Aeropuerto Teniente Bello

Descubro que no hace falta convertirse en el clásico vejete reaccionario para ponerse escribir cartas al director del periódico; basta con encausar un poco los desequilibrios mentales propios del día domingo. La carta que pienso redactar abordará la iniciativa de rebautizar al aeropuerto de Santiago con el nombre del poeta Pablo Neruda, seudónimo del premio nobel y militante comunista Ricardo Reyes. Pese a que no entiendo gran cosa de poesía, resulta evidente que la aviación pertenece al mismo género literario que los versos, por lo que, en principio, no estaría nada de mal que el aeropuerto tuviera un nombre poético. Pero esta vez he de coincidir con los derechistas recalcitrantes: Neruda no. Se trata de un nombre bastante feo hasta para un ser humano, no veo la razón de agraviar así a un inocente aeropuerto. Además me he enterado de que el poeta fue un violador confeso que siempre vio a las mujeres como objetos silenciosos, mariposas de ensueño y tal. Por éstos días podría calificárselo de inaceptable o por lo menos de anacrónico.
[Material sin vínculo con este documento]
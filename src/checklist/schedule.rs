//! Schedule definitions for checklist and maintenance actions.
//!
//! Defines the [`Schedule`] enum (repeating vs one-time), the unit enums for
//! each kind, the [`Anchor`] reference point of one-time schedules, and the
//! decoder for the legacy optional-field stored representation.

use chrono::{DateTime, NaiveDate, NaiveTime, Utc};
use serde::{Deserialize, Serialize};

use crate::error::{HangarError, Result};

/// Measurement unit of a repeating schedule.
#[derive(Debug, Clone, Copy, PartialEq, Eq, Serialize, Deserialize)]
#[serde(rename_all = "snake_case")]
pub enum RepeatUnit {
    /// Logged usage events (flights, runs).
    Events,
    /// Accumulated model running time, in minutes.
    UsageMinutes,
    /// Elapsed calendar days.
    Days,
    /// Elapsed calendar weeks.
    Weeks,
    /// Elapsed calendar months (30 days).
    Months,
}

impl RepeatUnit {
    /// Singular noun for phrasing ("event", "minute", "day", …).
    #[must_use]
    pub fn noun(self) -> &'static str {
        match self {
            Self::Events => "event",
            Self::UsageMinutes => "minute",
            Self::Days => "day",
            Self::Weeks => "week",
            Self::Months => "month",
        }
    }

    /// Number of days one unit spans, for the calendar units.
    #[must_use]
    pub fn day_span(self) -> Option<i64> {
        match self {
            Self::Days => Some(1),
            Self::Weeks => Some(7),
            Self::Months => Some(30),
            Self::Events | Self::UsageMinutes => None,
        }
    }
}

/// Measurement unit of a one-time schedule.
///
/// `Today` exists only here: a repeating schedule cannot recur "today", and
/// the type split enforces that instead of a runtime check.
#[derive(Debug, Clone, Copy, PartialEq, Eq, Serialize, Deserialize)]
#[serde(rename_all = "snake_case")]
pub enum OnceUnit {
    /// Due immediately at install; offset and anchor are ignored.
    Today,
    /// Logged usage events past the anchor.
    Events,
    /// Model running minutes past the anchor.
    UsageMinutes,
    /// Calendar days past the anchor.
    Days,
    /// Calendar weeks past the anchor.
    Weeks,
    /// Calendar months (30 days) past the anchor.
    Months,
}

impl OnceUnit {
    /// Singular noun for phrasing.
    #[must_use]
    pub fn noun(self) -> &'static str {
        match self {
            Self::Today | Self::Days => "day",
            Self::Events => "event",
            Self::UsageMinutes => "minute",
            Self::Weeks => "week",
            Self::Months => "month",
        }
    }

    /// Number of days one unit spans, for the calendar units.
    #[must_use]
    pub fn day_span(self) -> Option<i64> {
        match self {
            Self::Days => Some(1),
            Self::Weeks => Some(7),
            Self::Months => Some(30),
            Self::Today | Self::Events | Self::UsageMinutes => None,
        }
    }
}

/// Reference point a one-time schedule's offset is measured from.
///
/// An action installed before the model logged any usage has no reference
/// point yet; that state is the explicit [`Anchor::Unanchored`] variant
/// rather than an absent field.
#[derive(Debug, Clone, Copy, PartialEq, Serialize, Deserialize)]
#[serde(tag = "type", rename_all = "snake_case")]
pub enum Anchor {
    /// No reference point recorded yet.
    Unanchored,
    /// Install date, for the calendar units.
    Date {
        /// When the action was installed.
        at: DateTime<Utc>,
    },
    /// Usage-event count at install, for [`OnceUnit::Events`].
    Events {
        /// The model's event count at install.
        count: u32,
    },
    /// Model running time at install, for [`OnceUnit::UsageMinutes`].
    RunningMinutes {
        /// The model's running time at install, in minutes.
        minutes: f64,
    },
}

/// When an action recurs or is due once.
#[derive(Debug, Clone, Copy, PartialEq, Serialize, Deserialize)]
#[serde(tag = "kind", rename_all = "snake_case")]
pub enum Schedule {
    /// Recurs every `every` units, measured from the most recent performance.
    Repeating {
        /// Recurrence interval.
        every: u32,
        /// What the interval counts.
        unit: RepeatUnit,
    },
    /// Due a single time, `offset` units past the anchor.
    Once {
        /// Offset from the anchor.
        offset: u32,
        /// What the offset counts.
        unit: OnceUnit,
        /// Reference point the offset is measured from.
        anchor: Anchor,
    },
}

impl Schedule {
    /// Decode the legacy stored representation.
    ///
    /// Older action records store kind and unit as strings, the interval as a
    /// bare magnitude, and the anchor as an optional string interpreted per
    /// unit (a date, an event count, or a minute value). Unknown kinds or
    /// units and malformed anchor strings are data corruption and are
    /// rejected here so the calculator never sees them.
    pub fn from_stored(
        kind: &str,
        unit: &str,
        magnitude: u32,
        baseline: Option<&str>,
    ) -> Result<Self> {
        match kind {
            "repeating" => {
                let unit = match unit {
                    "events" => RepeatUnit::Events,
                    "minutes" => RepeatUnit::UsageMinutes,
                    "days" => RepeatUnit::Days,
                    "weeks" => RepeatUnit::Weeks,
                    "months" => RepeatUnit::Months,
                    other => {
                        return Err(HangarError::Schedule(format!(
                            "unknown repeating unit: {other}"
                        )));
                    }
                };
                Ok(Self::Repeating {
                    every: magnitude,
                    unit,
                })
            }
            "non_repeating" => {
                let unit = match unit {
                    "today" => OnceUnit::Today,
                    "events" => OnceUnit::Events,
                    "minutes" => OnceUnit::UsageMinutes,
                    "days" => OnceUnit::Days,
                    "weeks" => OnceUnit::Weeks,
                    "months" => OnceUnit::Months,
                    other => {
                        return Err(HangarError::Schedule(format!(
                            "unknown one-time unit: {other}"
                        )));
                    }
                };
                let anchor = match baseline {
                    None => Anchor::Unanchored,
                    Some(raw) => parse_anchor(unit, raw)?,
                };
                Ok(Self::Once {
                    offset: magnitude,
                    unit,
                    anchor,
                })
            }
            other => Err(HangarError::Schedule(format!(
                "unknown schedule kind: {other}"
            ))),
        }
    }
}

/// Interpret a legacy baseline string according to the schedule unit.
fn parse_anchor(unit: OnceUnit, raw: &str) -> Result<Anchor> {
    let raw = raw.trim();
    match unit {
        OnceUnit::Today => Ok(Anchor::Unanchored),
        OnceUnit::Events => {
            let count = raw.parse::<u32>().map_err(|_| {
                HangarError::Schedule(format!("invalid event-count baseline: {raw:?}"))
            })?;
            Ok(Anchor::Events { count })
        }
        OnceUnit::UsageMinutes => {
            let minutes = raw.parse::<f64>().map_err(|_| {
                HangarError::Schedule(format!("invalid minute baseline: {raw:?}"))
            })?;
            if !minutes.is_finite() || minutes < 0.0 {
                return Err(HangarError::Schedule(format!(
                    "invalid minute baseline: {raw:?}"
                )));
            }
            Ok(Anchor::RunningMinutes { minutes })
        }
        OnceUnit::Days | OnceUnit::Weeks | OnceUnit::Months => {
            let at = parse_date(raw).ok_or_else(|| {
                HangarError::Schedule(format!("invalid date baseline: {raw:?}"))
            })?;
            Ok(Anchor::Date { at })
        }
    }
}

/// Parse a legacy date string: RFC 3339, or a bare `YYYY-MM-DD` taken as
/// midnight UTC.
fn parse_date(raw: &str) -> Option<DateTime<Utc>> {
    if let Ok(at) = DateTime::parse_from_rfc3339(raw) {
        return Some(at.with_timezone(&Utc));
    }
    let date = NaiveDate::parse_from_str(raw, "%Y-%m-%d").ok()?;
    Some(DateTime::from_naive_utc_and_offset(
        date.and_time(NaiveTime::MIN),
        Utc,
    ))
}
El nombre apropiado para el aeropuerto de Santiago es Teniente Alejandro Bello, como el famoso piloto que desapareció entre las nubes sin dejar rastro. Tal vez no sea más que cosa de bigotes y miradas, pero le encuentro un parecido con Marcel Proust, lo que me hace pensar una especie de tontería: para encontrar el tiempo perdido quizás sea necesario estar tan perdido como el teniente Bello.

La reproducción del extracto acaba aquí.